Incidental Fraud or Dolo Incidente – it must not be serious in character
 Undue Influence - when an individual is able to persuade another's decisions due to the
relationship between the two parties, impliedly.
Example:
An example of actual undue influence includes one party threatening to end a relationship with the other
unless they enter a specified contract. Another example may include one party constantly pestering and
threatening to only stop if the other enters a specific transaction.

SECTION 2. — Object of Contracts

ART. 1347. All things which are not outside the commerce of men, including future things, may be
the object of a contract. All rights which are not intransmissible may also be the object of
contracts.
No contract may be entered into upon future inheritance except in cases expressly
authorized by law.
All services which are not contrary to law, morals, good customs, public order or public
policy may likewise be the object of a contract. (1271a)
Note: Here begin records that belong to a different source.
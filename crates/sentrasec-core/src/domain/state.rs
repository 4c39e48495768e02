//! Task lifecycle state.

use serde::{Deserialize, Serialize};

/// Lifecycle state of a simulated task.
///
/// State transitions:
/// - Pending -> Running
/// - Running -> Paused -> Running
/// - Running -> Completed
/// - Running | Paused -> Cancelled
///
/// `Completed` and `Cancelled` are terminal.
#[derive(Debug, Clone, Copy, PartialEq, Eq, Hash, Serialize, Deserialize)]
#[serde(rename_all = "lowercase")]
pub enum TaskState {
    /// Created, clock subscription not yet attached.
    Pending,

    /// Advancing on every clock tick.
    Running,

    /// Frozen by the operator; no ticks are applied.
    Paused,

    /// Reached 100%.
    Completed,

    /// Stopped by the operator (or superseded) before completion.
    Cancelled,
}

impl TaskState {
    /// Is this a terminal state (no further transitions)?
    pub fn is_terminal(self) -> bool {
        matches!(self, TaskState::Completed | TaskState::Cancelled)
    }

    /// May a task in this state stay in the registry's live map?
    pub fn is_live(self) -> bool {
        !self.is_terminal()
    }
}
#[cfg(test)]
mod tests {
    use super::*;
    use crate::impls::{FixedSteps, ManualClock, RecordingNotifier};
    use crate::domain::NotifyError;
    use rstest::rstest;
    use std::sync::atomic::{AtomicUsize, Ordering};
    use std::time::Duration;

    struct Fixture {
        clock: Arc<ManualClock>,
        notifier: Arc<RecordingNotifier>,
        registry: TaskRegistry,
    }

    fn fixture(steps: FixedSteps) -> Fixture {
        let clock = Arc::new(ManualClock::default());
        let notifier = Arc::new(RecordingNotifier::new());
        let registry = TaskRegistry::builder(Arc::clone(&clock))
            .notifier(Arc::clone(&notifier))
            .steps(steps)
            .build();
        Fixture {
            clock,
            notifier,
            registry,
        }
    }

    fn config(max_step: f64) -> TaskConfig {
        TaskConfig::new(Duration::from_millis(100), max_step)
    }

    #[test]
    fn start_runs_and_schedules() {
        let f = fixture(FixedSteps::constant(10.0));
        let handle = f.registry.start("host-1", TaskKind::Scan, config(15.0)).unwrap();

        assert_eq!(handle.key.as_str(), "host-1");
        let view = f.registry.snapshot("host-1").unwrap();
        assert_eq!(view.state, TaskState::Running);
        assert_eq!(view.progress, 0.0);
        assert_eq!(f.clock.active_schedules(), 1);
        assert_eq!(f.notifier.messages(), vec!["Scan started: host-1"]);
    }

    #[test]
    fn clock_drives_progress_to_completion() {
        let f = fixture(FixedSteps::constant(30.0));
        let completions = Arc::new(AtomicUsize::new(0));
        let counter = Arc::clone(&completions);
        f.registry
            .start(
                "10.0.0.5",
                TaskKind::FocusedScan,
                config(30.0).on_complete(move |_| {
                    counter.fetch_add(1, Ordering::SeqCst);
                }),
            )
            .unwrap();

        f.clock.advance(Duration::from_millis(300));
        assert_eq!(f.registry.snapshot("10.0.0.5").unwrap().progress, 90.0);

        f.clock.advance(Duration::from_millis(100));
        assert!(f.registry.snapshot("10.0.0.5").is_none());
        assert_eq!(completions.load(Ordering::SeqCst), 1);
        assert_eq!(f.clock.active_schedules(), 0);

        // No more ticks arrive once completed.
        f.clock.advance(Duration::from_secs(5));
        assert_eq!(completions.load(Ordering::SeqCst), 1);

        let history = f.registry.history();
        assert_eq!(history.len(), 1);
        assert_eq!(history[0].state, TaskState::Completed);
        assert_eq!(history[0].progress, 100.0);
        assert_eq!(
            f.notifier.messages().last().map(String::as_str),
            Some("Focused scan completed: 10.0.0.5")
        );
    }

    #[test]
    fn listener_order_is_progress_then_state_then_hook() {
        let f = fixture(FixedSteps::constant(0.0));
        let log = Arc::new(Mutex::new(Vec::<String>::new()));

        let hook_log = Arc::clone(&log);
        f.registry
            .start(
                "exp-1",
                TaskKind::Exploit,
                config(100.0).on_complete(move |_| hook_log.lock().unwrap().push("hook".into())),
            )
            .unwrap();

        let listener_log = Arc::clone(&log);
        f.registry
            .subscribe("exp-1", move |event| {
                let entry = match event {
                    TaskEvent::Progress(view) => format!("progress {}", view.progress),
                    TaskEvent::StateChanged { from, view } => {
                        format!("{from:?} -> {:?}", view.state)
                    }
                };
                listener_log.lock().unwrap().push(entry);
            })
            .unwrap();

        f.registry.tick_by("exp-1", 40.0);
        f.registry.tick_by("exp-1", 100.0);

        assert_eq!(
            *log.lock().unwrap(),
            vec![
                "progress 40",
                "progress 100",
                "Running -> Completed",
                "hook",
            ]
        );
    }

    #[test]
    fn pause_detaches_clock_and_resume_continues() {
        let f = fixture(FixedSteps::constant(10.0));
        f.registry.start("cred-3", TaskKind::Crack, config(10.0)).unwrap();
        f.clock.advance(Duration::from_millis(100));

        assert!(f.registry.pause("cred-3"));
        assert!(!f.registry.pause("cred-3"));
        assert_eq!(f.clock.active_schedules(), 0);

        f.clock.advance(Duration::from_secs(2));
        assert_eq!(f.registry.tick("cred-3"), None);
        let paused = f.registry.snapshot("cred-3").unwrap();
        assert_eq!(paused.state, TaskState::Paused);
        assert_eq!(paused.progress, 10.0);

        assert!(f.registry.resume("cred-3"));
        assert!(!f.registry.resume("cred-3"));
        // No catch-up burst: one interval, one tick.
        f.clock.advance(Duration::from_millis(100));
        assert_eq!(f.registry.snapshot("cred-3").unwrap().progress, 20.0);
    }

    #[test]
    fn missing_keys_are_no_ops() {
        let f = fixture(FixedSteps::constant(10.0));
        assert!(!f.registry.pause("nope"));
        assert!(!f.registry.resume("nope"));
        assert!(!f.registry.cancel("nope"));
        assert_eq!(f.registry.tick("nope"), None);
        assert!(f.registry.snapshot("nope").is_none());
        assert!(f.registry.subscribe("nope", |_| {}).is_none());
    }

    #[rstest]
    #[case(TaskKind::Scan)]
    #[case(TaskKind::FocusedScan)]
    #[case(TaskKind::Exploit)]
    #[case(TaskKind::Crack)]
    fn single_flight_kinds_reject_duplicates(#[case] kind: TaskKind) {
        let f = fixture(FixedSteps::constant(10.0));
        let first = f.registry.start("target", kind, config(10.0)).unwrap();

        let err = f.registry.start("target", kind, config(10.0)).unwrap_err();
        assert_eq!(
            err,
            RegistryError::AlreadyRunning {
                key: TaskKey::from("target"),
                kind
            }
        );
        assert_eq!(f.registry.live_tasks().len(), 1);
        assert_eq!(f.registry.snapshot("target").unwrap().id, first.id);
        assert_eq!(
            f.notifier.entries().last().unwrap().0,
            NotifyLevel::Warning
        );
    }

    #[test]
    fn sessions_never_collide() {
        let f = fixture(FixedSteps::constant(10.0));
        let first = f.registry.start("sess", TaskKind::Session, config(5.0)).unwrap();
        let second = f.registry.start("sess", TaskKind::Session, config(5.0)).unwrap();

        assert_eq!(first.key.as_str(), "sess");
        assert_ne!(second.key, first.key);
        assert!(second.key.as_str().starts_with("sess-task-"));
        assert_eq!(f.registry.live_tasks().len(), 2);
    }

    #[test]
    fn supersede_cancels_the_old_task() {
        let clock = Arc::new(ManualClock::default());
        let notifier = Arc::new(RecordingNotifier::new());
        let registry = TaskRegistry::builder(Arc::clone(&clock))
            .notifier(Arc::clone(&notifier))
            .steps(FixedSteps::constant(10.0))
            .policy(TaskKind::Scan, CollisionPolicy::Supersede)
            .build();

        let old_hook = Arc::new(AtomicUsize::new(0));
        let counter = Arc::clone(&old_hook);
        let old = registry
            .start(
                "10.0.0.0/24",
                TaskKind::Scan,
                config(10.0).on_complete(move |_| {
                    counter.fetch_add(1, Ordering::SeqCst);
                }),
            )
            .unwrap();
        registry.tick_by("10.0.0.0/24", 50.0);

        let new = registry.start("10.0.0.0/24", TaskKind::Scan, config(10.0)).unwrap();
        assert_ne!(old.id, new.id);
        let view = registry.snapshot("10.0.0.0/24").unwrap();
        assert_eq!(view.id, new.id);
        assert_eq!(view.progress, 0.0);
        assert_eq!(registry.history()[0].state, TaskState::Cancelled);
        assert_eq!(clock.active_schedules(), 1);

        // The old task's stale schedule is gone; only the new one ticks.
        clock.advance(Duration::from_millis(100));
        assert_eq!(registry.snapshot("10.0.0.0/24").unwrap().progress, 10.0);
        assert_eq!(old_hook.load(Ordering::SeqCst), 0);

        assert_eq!(
            notifier.entries(),
            vec![
                (NotifyLevel::Info, "Scan started: 10.0.0.0/24".to_string()),
                (NotifyLevel::Warning, "Scan cancelled: 10.0.0.0/24".to_string()),
                (NotifyLevel::Info, "Scan started: 10.0.0.0/24".to_string()),
            ]
        );
    }

    #[test]
    fn stale_tick_for_previous_task_is_ignored() {
        let f = fixture(FixedSteps::constant(10.0));
        let old = f.registry.start("exp-1", TaskKind::Exploit, config(10.0)).unwrap();
        f.registry.cancel("exp-1");
        f.registry.start("exp-1", TaskKind::Exploit, config(10.0)).unwrap();

        let stale = TickStamp {
            id: old.id,
            generation: 0,
        };
        assert_eq!(f.registry.advance("exp-1", Some(stale), Some(50.0)), None);
        assert_eq!(f.registry.snapshot("exp-1").unwrap().progress, 0.0);
    }

    #[test]
    fn tick_from_schedule_replaced_by_resume_is_ignored() {
        let f = fixture(FixedSteps::constant(10.0));
        let handle = f.registry.start("cred-2", TaskKind::Crack, config(10.0)).unwrap();
        let first = TickStamp {
            id: handle.id,
            generation: 0,
        };
        assert!(f.registry.advance("cred-2", Some(first), None).is_some());

        assert!(f.registry.pause("cred-2"));
        assert!(f.registry.resume("cred-2"));

        // Same task, but the pre-pause subscription is no longer current.
        assert_eq!(f.registry.advance("cred-2", Some(first), Some(50.0)), None);
        assert_eq!(f.registry.snapshot("cred-2").unwrap().progress, 10.0);

        let current = TickStamp {
            id: handle.id,
            generation: 1,
        };
        let view = f.registry.advance("cred-2", Some(current), Some(50.0)).unwrap();
        assert_eq!(view.progress, 60.0);
    }

    #[test]
    fn unsubscribe_stops_events() {
        let f = fixture(FixedSteps::constant(10.0));
        f.registry.start("host-1", TaskKind::Scan, config(10.0)).unwrap();
        let seen = Arc::new(AtomicUsize::new(0));
        let counter = Arc::clone(&seen);
        let subscription = f
            .registry
            .subscribe("host-1", move |_| {
                counter.fetch_add(1, Ordering::SeqCst);
            })
            .unwrap();

        f.registry.tick("host-1");
        subscription.unsubscribe();
        subscription.unsubscribe();
        f.registry.tick("host-1");

        assert_eq!(seen.load(Ordering::SeqCst), 1);
    }

    #[test]
    fn counts_and_history_limit() {
        let clock = Arc::new(ManualClock::default());
        let registry = TaskRegistry::builder(Arc::clone(&clock))
            .steps(FixedSteps::constant(100.0))
            .history_limit(2)
            .build();

        for key in ["a", "b", "c"] {
            registry.start(key, TaskKind::Exploit, config(100.0)).unwrap();
            registry.tick(key);
        }
        registry.start("d", TaskKind::Exploit, config(100.0)).unwrap();
        registry.start("e", TaskKind::Exploit, config(100.0)).unwrap();
        registry.pause("e");
        registry.start("f", TaskKind::Exploit, config(100.0)).unwrap();
        registry.cancel("f");

        let counts = registry.counts();
        assert_eq!(
            counts,
            RegistryCounts {
                pending: 0,
                running: 1,
                paused: 1,
                completed: 3,
                cancelled: 1,
            }
        );
        let keys: Vec<String> = registry.history().iter().map(|v| v.key.to_string()).collect();
        assert_eq!(keys, vec!["c", "f"]);
    }

    #[test]
    fn cancel_all_clears_live_tasks() {
        let f = fixture(FixedSteps::constant(10.0));
        f.registry.start("a", TaskKind::Scan, config(10.0)).unwrap();
        f.registry.start("b", TaskKind::Crack, config(10.0)).unwrap();
        f.registry.pause("b");

        assert_eq!(f.registry.cancel_all(), 2);
        assert!(f.registry.is_idle());
        assert_eq!(f.clock.active_schedules(), 0);
    }

    struct BrokenSink;

    impl NotificationSink for BrokenSink {
        fn notify(&self, _message: &str, _level: NotifyLevel) -> Result<(), NotifyError> {
            Err(NotifyError::Unavailable)
        }
    }

    #[test]
    fn failing_sink_does_not_affect_tasks() {
        let clock = Arc::new(ManualClock::default());
        let registry = TaskRegistry::builder(Arc::clone(&clock))
            .notifier(BrokenSink)
            .steps(FixedSteps::constant(50.0))
            .build();

        registry.start("host-1", TaskKind::Scan, config(50.0)).unwrap();
        clock.advance(Duration::from_millis(200));

        assert!(registry.is_idle());
        assert_eq!(registry.history()[0].state, TaskState::Completed);
    }

    #[test]
    fn hook_may_call_back_into_registry() {
        let f = fixture(FixedSteps::constant(100.0));
        let registry = f.registry.clone();
        f.registry
            .start(
                "exp-1",
                TaskKind::Exploit,
                config(100.0).on_complete(move |_| {
                    registry.start("exp-1", TaskKind::Exploit, config(100.0)).unwrap();
                }),
            )
            .unwrap();

        f.registry.tick("exp-1");
        assert_eq!(f.registry.snapshot("exp-1").unwrap().state, TaskState::Running);
        assert_eq!(f.registry.counts().completed, 1);
    }
}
- Lahat talaga, all things kahit future things pwedeng maging object ng contract bast yung
qualifications ay hindi daw outside the commerce of men.
- All rights na intransmissible pwede ring maging object ng contract.
- All services na hindi kumokontra s amga sumusunod ay pwede ding maging object ng contract.
- Yung future inheritance as general rule, hindi talaga sya pwedeng maging object ng contract,
although mayroong iba na inallow ng batas.

ART. 1348. Impossible things or services cannot be the object of contracts. (1272)

- Object of the contract must not be impossible either physically impossible or legally impossible.

Concept of object of a contract.


The object of a contract is its subject matter. (Art. 1318[2].) In reality, the object of every
contract is the obligation created. But since a contract cannot exist without an obligation, it may be said
that the thing, service, or right which is the object of the obligation is also the object of the contract. (2
Castan 9.)

Kinds of object of contract.


Object certain is the second essential element of a valid contract. (Ibid.) The object may be
things (as in sale of property), rights (as in assignment of credit), or services (as in agency).

Requisites of things as object of contract.


In order that things may be the object of a contract, the following requisites must be present:
(1) The thing must be within the commerce of men, that is, it can legally be the subject of
commercial transaction
- Ano ba yung mga outside ng commerce ng men? Yung sidewalks, parks, personal
rights, status and capacity of person, honorary title and distinction
(2) It must not be impossible, legally or physically (Art. 1348.);
(3) It must be in existence or capable of coming into existence (see Arts. 1461, 1493, 1494.); and
(4) It must be determinate or determinable without the need of a new contract between the
parties.

Requisites of services as object of contract.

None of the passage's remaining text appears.